The researchers found that the increase in survival equated to more than $500 billion in additional value, more than the difference in spending. That study was published in health affairs and depended solely on survival rates.
A recent study focused on mortality rates and found that cancer care in the United States may provide significantly less value than that in Western Europe.
Mortality and survival are very different concepts.
However, almost all research in this particular area uses survival rate as the metric.
For survival rates, doctors enroll patients upon diagnosis and follow them for a set number of years and measure how many survive. Conversely, mortality rates are a population metric; they describe the population as a whole and are much harder to measure accurately.
Mortality rates are determined by taking the number of people who die of a certain cause in a year and dividing it by the total number of people in a population. For example, the mortality rate for men with lung cancer in the United States is 61.6 per 100,000. This data comes from the Seer database.
On the other hand, survival rates describe the number of people who live a certain length of time after a diagnosis. For example, the five-year survival rate for people diagnosed with lung cancer is 16.8%.
Unfortunately, survival rate is the information patients want. When patients are diagnosed with cancer, they want to know the likelihood that they will live a certain amount of time, mortality rates won’t mean anything to them.

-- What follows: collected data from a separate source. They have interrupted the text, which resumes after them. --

//! Queue state and the dispatch/completion state machine.
//!
//! Everything here is synchronous and runs under the queue's state lock. The
//! async side (spawning uploads, arming backoff timers) lives in the parent
//! module; this file only decides *what* happens.

use std::collections::HashMap;
use std::time::Duration;

use tokio::task::AbortHandle;
use tokio::time::Instant;

use crate::retry::RetryPolicy;
use crate::task::{Payload, Task, TaskId, TaskStatus};
use crate::uploader::UploadOutcome;

/// One task selected for upload, carrying what the async side needs.
#[derive(Debug)]
pub(crate) struct Dispatch {
    pub id: TaskId,
    pub generation: u64,
    pub payload: Payload,
}

/// What a completed upload did to its task.
#[derive(Debug, Clone, PartialEq, Eq)]
pub(crate) enum Resolution {
    Succeeded,
    Retry { retry_count: u32, delay: Duration },
    Failed { retry_count: u32, reason: String },
    /// The result belongs to a cleared generation or an unknown task.
    Stale,
}

/// Shared mutable queue state. Owned by one `Mutex` in the queue.
#[derive(Debug, Default)]
pub(crate) struct QueueState {
    // Enqueue order; ids are monotonic so this is also `enqueued_at` order.
    tasks: Vec<Task>,
    next_id: u64,
    uploading: usize,
    // Bumped by `clear` so late results from earlier uploads are recognizable.
    generation: u64,
    suspended: bool,
    backoff_timers: HashMap<TaskId, AbortHandle>,
}

impl QueueState {
    pub fn tasks(&self) -> &[Task] {
        &self.tasks
    }

    pub fn task(&self, id: TaskId) -> Option<&Task> {
        self.tasks.iter().find(|t| t.id() == id)
    }

    pub fn generation(&self) -> u64 {
        self.generation
    }

    pub fn uploading(&self) -> usize {
        self.uploading
    }

    pub fn is_suspended(&self) -> bool {
        self.suspended
    }

    pub fn set_suspended(&mut self, suspended: bool) {
        self.suspended = suspended;
    }

    pub fn has_dispatchable(&self) -> bool {
        self.tasks.iter().any(Task::is_dispatchable)
    }

    pub fn push(&mut self, payload: Payload, now: Instant) -> TaskId {
        self.next_id += 1;
        let id = TaskId::new(self.next_id);
        self.tasks.push(Task::new(id, payload, now));
        id
    }

    /// Selects up to the free slot count of dispatchable tasks, oldest first,
    /// and marks them `Uploading` before returning them.
    ///
    /// Because selection and marking happen under one borrow, a second call
    /// can never pick a task the first one already returned.
    pub fn take_dispatch_batch(&mut self, max_concurrency: usize) -> Vec<Dispatch> {
        debug_assert_eq!(
            self.uploading,
            self.tasks
                .iter()
                .filter(|t| t.status() == TaskStatus::Uploading)
                .count()
        );

        let available = max_concurrency.saturating_sub(self.uploading);
        if available == 0 {
            return Vec::new();
        }

        let generation = self.generation;
        let batch: Vec<Dispatch> = self
            .tasks
            .iter_mut()
            .filter(|t| t.is_dispatchable())
            .take(available)
            .map(|task| {
                task.mark_uploading();
                Dispatch {
                    id: task.id(),
                    generation,
                    payload: task.payload().clone(),
                }
            })
            .collect();

        self.uploading += batch.len();
        batch
    }

    /// Applies an upload result and releases the task's slot.
    pub fn complete(
        &mut self,
        id: TaskId,
        generation: u64,
        outcome: UploadOutcome,
        policy: &RetryPolicy,
    ) -> Resolution {
        if generation != self.generation {
            return Resolution::Stale;
        }
        let Some(task) = self
            .tasks
            .iter_mut()
            .find(|t| t.id() == id && t.status() == TaskStatus::Uploading)
        else {
            return Resolution::Stale;
        };

        self.uploading -= 1;

        match outcome {
            UploadOutcome::Success => {
                task.mark_succeeded();
                Resolution::Succeeded
            }
            UploadOutcome::Failure(err)
                if err.is_retryable() && policy.should_retry(task.retry_count()) =>
            {
                let delay = policy.delay_for(task.retry_count() + 1);
                task.mark_retrying(err.reason().to_owned());
                Resolution::Retry {
                    retry_count: task.retry_count(),
                    delay,
                }
            }
            UploadOutcome::Failure(err) => {
                let reason = err.reason().to_owned();
                task.mark_failed(reason.clone());
                Resolution::Failed {
                    retry_count: task.retry_count(),
                    reason,
                }
            }
        }
    }

    pub fn track_backoff(&mut self, id: TaskId, timer: AbortHandle) {
        if let Some(previous) = self.backoff_timers.insert(id, timer) {
            previous.abort();
        }
    }

    /// Ends a task's backoff. Returns `false` if the timer is stale.
    pub fn release_backoff(&mut self, id: TaskId, generation: u64) -> bool {
        if generation != self.generation {
            return false;
        }
        self.backoff_timers.remove(&id);
        match self.tasks.iter_mut().find(|t| t.id() == id) {
            Some(task) if task.is_backing_off() => {
                task.release_backoff();
                true
            }
            _ => false,
        }
    }

    /// Moves every `Failed` task back to `Pending` with a fresh retry budget.
    pub fn reset_failed(&mut self) -> usize {
        let mut reset = 0;
        for task in self
            .tasks
            .iter_mut()
            .filter(|t| t.status() == TaskStatus::Failed)
        {
            task.reset_for_retry();
            reset += 1;
        }
        reset
    }

    /// Drops every `Succeeded` task. Returns how many were removed.
    pub fn remove_succeeded(&mut self) -> usize {
        let before = self.tasks.len();
        self.tasks.retain(|t| t.status() != TaskStatus::Succeeded);
        before - self.tasks.len()
    }

    /// Forgets all tasks, cancels backoff timers, and starts a new generation.
    /// The id counter and suspension flag survive.
    pub fn clear(&mut self) -> usize {
        for (_, timer) in self.backoff_timers.drain() {
            timer.abort();
        }
        let removed = self.tasks.len();
        self.tasks.clear();
        self.uploading = 0;
        self.generation += 1;
        removed
    }
}
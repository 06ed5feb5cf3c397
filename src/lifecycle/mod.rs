//! Host-process lifecycle signals.
//!
//! The queue's only coupling to the host is a stream of [`LifecycleEvent`]s.
//! `Resumed` means "the process is back in the foreground, pick up any pending
//! work"; `Suspended` means "stop issuing new dispatches". Uploads already in
//! flight are owned by the uploader and keep running either way.
//!
//! Any type that can hand out a [`broadcast::Receiver`] is a [`LifecycleSource`].
//! [`LifecycleSignal`] is the stock implementation: hosts call
//! [`resumed`](LifecycleSignal::resumed) from their foreground hook, and tests use
//! it as a double.

use tokio::sync::broadcast;
use tokio::task::JoinHandle;

// Lifecycle events are rare; a small buffer is plenty and lagging is harmless.
pub(crate) const SIGNAL_CAPACITY: usize = 16;

/// A host-process lifecycle transition.
#[derive(Debug, Clone, Copy, PartialEq, Eq, Hash)]
pub enum LifecycleEvent {
    /// The process regained foreground execution.
    Resumed,
    /// The process is about to be backgrounded.
    Suspended,
}

/// A producer of [`LifecycleEvent`]s the queue can subscribe to.
pub trait LifecycleSource {
    fn subscribe(&self) -> broadcast::Receiver<LifecycleEvent>;
}

/// Broadcast-backed [`LifecycleSource`].
///
/// Cloning yields another handle to the same channel.
///
/// # Examples
///
/// ```
/// use uploadq::{LifecycleEvent, LifecycleSignal, LifecycleSource};
///
/// let signal = LifecycleSignal::new();
/// let mut rx = signal.subscribe();
/// signal.resumed();
/// assert_eq!(rx.try_recv().unwrap(), LifecycleEvent::Resumed);
/// ```
#[derive(Debug, Clone)]
pub struct LifecycleSignal {
    tx: broadcast::Sender<LifecycleEvent>,
}

impl Default for LifecycleSignal {
    fn default() -> Self {
        Self::new()
    }
}

impl LifecycleSignal {
    pub fn new() -> Self {
        let (tx, _) = broadcast::channel(SIGNAL_CAPACITY);
        Self { tx }
    }

    /// Broadcasts `event` to every subscriber. Returns how many received it.
    pub fn emit(&self, event: LifecycleEvent) -> usize {
        // No subscribers is not an error for a fire-and-forget signal.
        self.tx.send(event).unwrap_or(0)
    }

    pub fn resumed(&self) -> usize {
        self.emit(LifecycleEvent::Resumed)
    }

    pub fn suspended(&self) -> usize {
        self.emit(LifecycleEvent::Suspended)
    }

    pub fn subscriber_count(&self) -> usize {
        self.tx.receiver_count()
    }
}

impl LifecycleSource for LifecycleSignal {
    fn subscribe(&self) -> broadcast::Receiver<LifecycleEvent> {
        self.tx.subscribe()
    }
}

/// Keeps a queue subscribed to a [`LifecycleSource`].
///
/// Dropping the subscription (or calling [`unsubscribe`](Self::unsubscribe))
/// stops the listener task.
#[derive(Debug)]
#[must_use = "the queue unsubscribes as soon as this is dropped"]
pub struct LifecycleSubscription {
    listener: JoinHandle<()>,
}

impl LifecycleSubscription {
    pub(crate) fn new(listener: JoinHandle<()>) -> Self {
        Self { listener }
    }

    pub fn unsubscribe(self) {
        // Drop does the work.
    }

    /// Returns `true` once the listener has stopped, e.g. because the source
    /// closed or the queue was dropped.
    pub fn is_finished(&self) -> bool {
        self.listener.is_finished()
    }
}

impl Drop for LifecycleSubscription {
    fn drop(&mut self) {
        self.listener.abort();
    }
}
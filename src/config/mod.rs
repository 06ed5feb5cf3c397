//! Queue configuration.
//!
//! [`QueueConfig`] can be built in code with the `with_*` builder methods or
//! deserialized from JSON; every field is optional and falls back to its default.
//!
//! ```json
//! { "max_concurrency": 2, "max_retries": 3, "base_delay_ms": 2000 }
//! ```

use std::time::Duration;

use serde::{Deserialize, Serialize};
use thiserror::Error;

use crate::retry::{DEFAULT_BASE_DELAY, DEFAULT_MAX_RETRIES};

/// Default number of simultaneous uploads.
pub const DEFAULT_MAX_CONCURRENCY: usize = 2;

/// Errors produced while loading or validating a [`QueueConfig`].
#[derive(Debug, Error)]
pub enum ConfigError {
    #[error("max_concurrency must be at least 1")]
    ZeroConcurrency,

    #[error("invalid queue config: {0}")]
    Parse(#[from] serde_json::Error),
}

/// Queue-wide tuning knobs.
///
/// # Examples
///
/// ```
/// use std::time::Duration;
/// use uploadq::QueueConfig;
///
/// let config = QueueConfig::default()
///     .with_max_concurrency(4)
///     .with_base_delay(Duration::from_millis(500));
///
/// assert_eq!(config.max_concurrency, 4);
/// assert_eq!(config.max_retries, 3);
/// assert_eq!(config.base_delay(), Duration::from_millis(500));
/// ```
#[derive(Debug, Clone, PartialEq, Eq, Serialize, Deserialize)]
#[serde(default, deny_unknown_fields)]
pub struct QueueConfig {
    /// Maximum number of tasks in `Uploading` at once.
    pub max_concurrency: usize,
    /// Automatic retries before a task becomes `Failed`.
    pub max_retries: u32,
    /// Base delay of the linear backoff, in milliseconds.
    pub base_delay_ms: u64,
}

impl Default for QueueConfig {
    fn default() -> Self {
        Self {
            max_concurrency: DEFAULT_MAX_CONCURRENCY,
            max_retries: DEFAULT_MAX_RETRIES,
            base_delay_ms: DEFAULT_BASE_DELAY.as_millis() as u64,
        }
    }
}

impl QueueConfig {
    /// Parses and validates a JSON config document.
    ///
    /// # Errors
    ///
    /// Returns [`ConfigError::Parse`] for malformed JSON or unknown fields, and
    /// [`ConfigError::ZeroConcurrency`] if `max_concurrency` is `0`.
    pub fn from_json(json: &str) -> Result<Self, ConfigError> {
        let config: Self = serde_json::from_str(json)?;
        config.validate()?;
        Ok(config)
    }

    /// Checks the invariants the queue relies on.
    pub fn validate(&self) -> Result<(), ConfigError> {
        if self.max_concurrency == 0 {
            return Err(ConfigError::ZeroConcurrency);
        }
        Ok(())
    }

    pub fn base_delay(&self) -> Duration {
        Duration::from_millis(self.base_delay_ms)
    }

    #[must_use]
    pub fn with_max_concurrency(mut self, max_concurrency: usize) -> Self {
        self.max_concurrency = max_concurrency;
        self
    }

    #[must_use]
    pub fn with_max_retries(mut self, max_retries: u32) -> Self {
        self.max_retries = max_retries;
        self
    }

    /// Sets the backoff base delay. Sub-millisecond precision is truncated.
    #[must_use]
    pub fn with_base_delay(mut self, base_delay: Duration) -> Self {
        self.base_delay_ms = u64::try_from(base_delay.as_millis()).unwrap_or(u64::MAX);
        self
    }
}
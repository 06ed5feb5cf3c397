//! Uploader seam — the external collaborator that actually moves bytes.
//!
//! The queue never performs I/O itself. Each dispatch attempt calls
//! [`Uploader::upload`] exactly once and awaits the returned future outside the
//! queue's state lock. Retries are the queue's job, not the uploader's.
//!
//! Any `Fn(Payload) -> impl Future<Output = UploadOutcome>` that is
//! `Send + Sync + 'static` is an [`Uploader`] via the blanket impl below:
//!
//! ```rust,no_run
//! use uploadq::{Payload, UploadError, UploadOutcome, Uploader};
//!
//! fn assert_uploader(_: impl Uploader) {}
//!
//! assert_uploader(|payload: Payload| async move {
//!     if payload.is_empty() {
//!         UploadOutcome::Failure(UploadError::permanent("empty image"))
//!     } else {
//!         UploadOutcome::Success
//!     }
//! });
//! ```

use std::fmt;
use std::future::Future;
use std::pin::Pin;

use thiserror::Error;

use crate::task::Payload;

/// Boxed future returned by [`Uploader::upload`].
pub type UploadFuture = Pin<Box<dyn Future<Output = UploadOutcome> + Send>>;

/// Result of one upload attempt.
#[derive(Debug, Clone, PartialEq, Eq)]
pub enum UploadOutcome {
    Success,
    Failure(UploadError),
}

impl UploadOutcome {
    pub fn is_success(&self) -> bool {
        matches!(self, Self::Success)
    }
}

impl From<Result<(), UploadError>> for UploadOutcome {
    fn from(result: Result<(), UploadError>) -> Self {
        match result {
            Ok(()) => Self::Success,
            Err(e) => Self::Failure(e),
        }
    }
}

/// Why an upload attempt failed.
///
/// Failures are retryable by default. A permanent failure (e.g. the server
/// rejected the image outright) skips the remaining retry budget and moves the
/// task straight to `Failed`.
#[derive(Debug, Clone, PartialEq, Eq, Error)]
#[error("{reason}")]
pub struct UploadError {
    reason: String,
    retryable: bool,
}

impl UploadError {
    /// A transient failure, eligible for automatic retry.
    pub fn new(reason: impl fmt::Display) -> Self {
        Self {
            reason: reason.to_string(),
            retryable: true,
        }
    }

    /// A failure that retrying cannot fix.
    pub fn permanent(reason: impl fmt::Display) -> Self {
        Self {
            reason: reason.to_string(),
            retryable: false,
        }
    }

    pub fn reason(&self) -> &str {
        &self.reason
    }

    pub fn is_retryable(&self) -> bool {
        self.retryable
    }
}

/// Performs a single upload attempt.
///
/// # Contract
///
/// - Called at most once per `Pending → Uploading` transition.
/// - May run concurrently with other attempts, up to the queue's
///   `max_concurrency`.
/// - Owns its own timeouts; the queue imposes none.
/// - Must not retry internally.
pub trait Uploader: Send + Sync + 'static {
    fn upload(&self, payload: Payload) -> UploadFuture;
}

impl<T, F> Uploader for T
where
    T: Fn(Payload) -> F + Send + Sync + 'static,
    F: Future<Output = UploadOutcome> + Send + 'static,
{
    fn upload(&self, payload: Payload) -> UploadFuture {
        Box::pin((self)(payload))
    }
}
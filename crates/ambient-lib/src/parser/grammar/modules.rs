use rowan::Checkpoint;

use crate::diagnostics::DiagnosticKind;
use crate::parser::Parser;
use crate::parser::cst::SyntaxKind;
use crate::parser::cst::token_sets::STATEMENT_END;

impl Parser<'_> {
    /// `export { .. }`, `export * ..`, `export = ..`, `export as namespace ..`
    /// and `export default <expression>`. Returns `false` when `export` is only
    /// a modifier on a declaration.
    pub(super) fn try_parse_export_form(&mut self, checkpoint: Checkpoint) -> bool {
        self.assert_word("export");

        let next = self.nth(1);
        if matches!(next, SyntaxKind::BraceOpen | SyntaxKind::Star)
            || (self.nth_is_word(1, "type") && self.nth(2) == SyntaxKind::BraceOpen)
        {
            self.parse_export_declaration(checkpoint);
            return true;
        }
        if next == SyntaxKind::Equals {
            self.start_node_at(checkpoint, SyntaxKind::ExportAssignment);
            self.bump_remap(SyntaxKind::KwExport);
            self.bump();
            self.parse_expression_tail();
            self.finish_node();
            return true;
        }
        if self.nth_is_word(1, "as") && self.nth_is_word(2, "namespace") {
            self.start_node_at(checkpoint, SyntaxKind::NamespaceExport);
            self.bump_remap(SyntaxKind::KwExport);
            self.bump_remap(SyntaxKind::KwAs);
            self.bump_remap(SyntaxKind::KwNamespace);
            self.parse_name();
            self.expect_semicolon();
            self.finish_node();
            return true;
        }
        false
    }

    /// `export default <expression>;` once no declaration followed the modifiers.
    pub(super) fn parse_export_default_expression(&mut self, checkpoint: Checkpoint) {
        self.start_node_at(checkpoint, SyntaxKind::ExportAssignment);
        self.parse_expression_tail();
        self.finish_node();
    }

    fn parse_expression_tail(&mut self) {
        self.start_node(SyntaxKind::TypeExpr);
        if !self.skip_expression(STATEMENT_END) {
            self.error(DiagnosticKind::ExpectedExpression);
        }
        self.finish_node();
        self.expect_semicolon();
    }

    fn parse_export_declaration(&mut self, checkpoint: Checkpoint) {
        self.start_node_at(checkpoint, SyntaxKind::ExportDeclaration);
        self.bump_remap(SyntaxKind::KwExport);
        self.eat_keyword("type", SyntaxKind::KwType);

        if self.eat_token(SyntaxKind::Star) {
            if self.eat_keyword("as", SyntaxKind::KwAs)
                && !self.eat_token(SyntaxKind::StringLiteral)
            {
                self.parse_name();
            }
        } else {
            self.parse_braced_body(SyntaxKind::NamedExports);
        }

        if self.eat_keyword("from", SyntaxKind::KwFrom) {
            self.expect_module_specifier();
        }
        self.expect_semicolon();
        self.finish_node();
    }

    /// `namespace A.B.C { .. }`, `module A { .. }`, `module "x" { .. }` or `module "x";`.
    pub(super) fn parse_module_declaration(&mut self, checkpoint: Checkpoint) {
        self.start_node_at(checkpoint, SyntaxKind::ModuleDeclaration);
        self.bump_keyword();

        if self.currently_is(SyntaxKind::StringLiteral) {
            self.start_node(SyntaxKind::Name);
            self.bump();
            self.finish_node();
        } else {
            self.parse_name();
            while self.eat_token(SyntaxKind::Dot) {
                self.parse_name();
            }
        }

        if self.currently_is(SyntaxKind::BraceOpen) {
            self.parse_module_block();
        } else {
            self.expect_semicolon();
        }
        self.finish_node();
    }

    /// `declare global { .. }`
    pub(super) fn parse_global(&mut self, checkpoint: Checkpoint) {
        self.start_node_at(checkpoint, SyntaxKind::ModuleDeclaration);
        self.bump_remap(SyntaxKind::KwGlobal);
        self.parse_module_block();
        self.finish_node();
    }

    fn parse_module_block(&mut self) {
        self.assert_current(SyntaxKind::BraceOpen);
        if !self.enter_recursion() {
            return;
        }

        self.start_node(SyntaxKind::ModuleBlock);
        let open = self.current_span();
        self.push_delimiter(SyntaxKind::BraceOpen);
        self.bump();

        self.parse_statements_until_brace();

        self.pop_delimiter();
        if !self.eat_token(SyntaxKind::BraceClose) && !self.has_fatal_error() {
            self.error_unclosed_delimiter(
                DiagnosticKind::UnclosedBrace,
                "block opened here",
                open,
            );
        }
        self.finish_node();
        self.exit_recursion();
    }

    pub(super) fn parse_import(&mut self, checkpoint: Checkpoint) {
        let is_import_equals = (self.next_is(SyntaxKind::Ident)
            && self.nth(2) == SyntaxKind::Equals)
            || (self.nth_is_word(1, "type")
                && self.nth(2) == SyntaxKind::Ident
                && self.nth(3) == SyntaxKind::Equals);

        if is_import_equals {
            self.start_node_at(checkpoint, SyntaxKind::ImportEquals);
            self.bump_remap(SyntaxKind::KwImport);
            self.parse_import_equals_tail();
        } else {
            self.start_node_at(checkpoint, SyntaxKind::ImportDeclaration);
            self.bump_remap(SyntaxKind::KwImport);
            self.parse_import_declaration_tail();
        }
        self.finish_node();
    }

    /// `[type] X = require("x");` or `[type] X = A.B;`
    fn parse_import_equals_tail(&mut self) {
        if self.at_word("type") && self.next_is(SyntaxKind::Ident) {
            self.bump_remap(SyntaxKind::KwType);
        }
        self.parse_name();
        self.expect(SyntaxKind::Equals, "`=`");

        self.start_node(SyntaxKind::ModuleReference);
        if self.at_word("require") && self.next_is(SyntaxKind::ParenOpen) {
            self.bump_remap(SyntaxKind::KwRequire);
            self.bump();
            self.expect_module_specifier();
            self.expect(SyntaxKind::ParenClose, "`)`");
        } else if self.eat_token(SyntaxKind::Ident) {
            while self.eat_token(SyntaxKind::Dot) {
                if !self.eat_token(SyntaxKind::Ident) {
                    self.error(DiagnosticKind::ExpectedName);
                    break;
                }
            }
        } else {
            self.error(DiagnosticKind::ExpectedName);
        }
        self.finish_node();
        self.expect_semicolon();
    }

    fn parse_import_declaration_tail(&mut self) {
        if self.eat_token(SyntaxKind::StringLiteral) {
            self.expect_semicolon();
            return;
        }

        self.start_node(SyntaxKind::ImportClause);
        let type_only = self.at_word("type")
            && match self.nth(1) {
                SyntaxKind::BraceOpen | SyntaxKind::Star => true,
                SyntaxKind::Ident => {
                    !(self.nth_is_word(1, "from") && self.nth(2) == SyntaxKind::StringLiteral)
                }
                _ => false,
            };
        if type_only {
            self.bump_remap(SyntaxKind::KwType);
        }

        let mut bindings = 0;
        if self.currently_is(SyntaxKind::Ident) && !self.at_word("from") {
            self.parse_name();
            bindings += 1;
            self.eat_token(SyntaxKind::Comma);
        }
        if self.currently_is(SyntaxKind::Star) {
            self.parse_namespace_import();
            bindings += 1;
        } else if self.currently_is(SyntaxKind::BraceOpen) {
            self.parse_named_imports();
            bindings += 1;
        }
        if bindings == 0 {
            self.error(DiagnosticKind::ExpectedName);
        }
        self.finish_node();

        if self.eat_keyword("from", SyntaxKind::KwFrom) {
            self.expect_module_specifier();
        } else {
            self.expect(SyntaxKind::Ident, "`from`");
        }

        if (self.at_word("with") || self.at_word("assert")) && self.next_is(SyntaxKind::BraceOpen)
        {
            self.bump();
            self.parse_braced_body(SyntaxKind::ImportAttributes);
        }
        self.expect_semicolon();
    }

    /// `* as X`
    fn parse_namespace_import(&mut self) {
        self.start_node(SyntaxKind::NamespaceImport);
        self.bump();
        if !self.eat_keyword("as", SyntaxKind::KwAs) {
            self.error_msg(DiagnosticKind::UnexpectedToken, "expected `as`");
        }
        self.parse_name();
        self.finish_node();
    }

    /// `{ a, b as c, type D }`
    fn parse_named_imports(&mut self) {
        self.start_node(SyntaxKind::NamedImports);
        let open = self.current_span();
        self.push_delimiter(SyntaxKind::BraceOpen);
        self.bump();

        while !self.at_end() && !self.currently_is(SyntaxKind::BraceClose) {
            if !matches!(
                self.current(),
                SyntaxKind::Ident | SyntaxKind::StringLiteral
            ) {
                self.error_and_bump_msg(DiagnosticKind::ExpectedName, "in import list");
                continue;
            }
            self.parse_import_specifier();
            if !self.eat_token(SyntaxKind::Comma) {
                break;
            }
        }

        self.pop_delimiter();
        if !self.eat_token(SyntaxKind::BraceClose) {
            self.error_unclosed_delimiter(
                DiagnosticKind::UnclosedBrace,
                "import list opened here",
                open,
            );
        }
        self.finish_node();
    }

    fn parse_import_specifier(&mut self) {
        self.start_node(SyntaxKind::ImportSpecifier);
        if self.at_word("type")
            && matches!(self.nth(1), SyntaxKind::Ident | SyntaxKind::StringLiteral)
            && !(self.nth_is_word(1, "as") && self.nth(2) != SyntaxKind::Ident)
        {
            self.bump_remap(SyntaxKind::KwType);
        }

        let renamed = self.nth_is_word(1, "as");
        if renamed || self.currently_is(SyntaxKind::StringLiteral) {
            // Imported name; the local binding follows `as`.
            self.bump();
            if self.eat_keyword("as", SyntaxKind::KwAs) {
                self.parse_name();
            } else {
                self.error_msg(DiagnosticKind::UnexpectedToken, "expected `as`");
            }
        } else {
            self.parse_name();
        }
        self.finish_node();
    }

    pub(super) fn expect_module_specifier(&mut self) {
        if !self.eat_token(SyntaxKind::StringLiteral) {
            self.error(DiagnosticKind::ExpectedModuleSpecifier);
        }
    }
}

However, survival rates are known as lead-time bias. Mortality rate can be decreased by preventing people with the disease from dying or preventing them from getting the disease in the first place. While survival rates can be improved by preventing death, preventing people from getting sick or making the diagnosis earlier.
Mortality rates have remained unchanged, because the same relative number of people are dying every year. On the contrary, survival rates have increased by moving up the time of diagnosis and potentially subjecting people to five more years of therapy. No real improvements were made.
Looking at the wrong data has falsely led people to believe that the current spending on cancer is sufficient, when in reality it is not.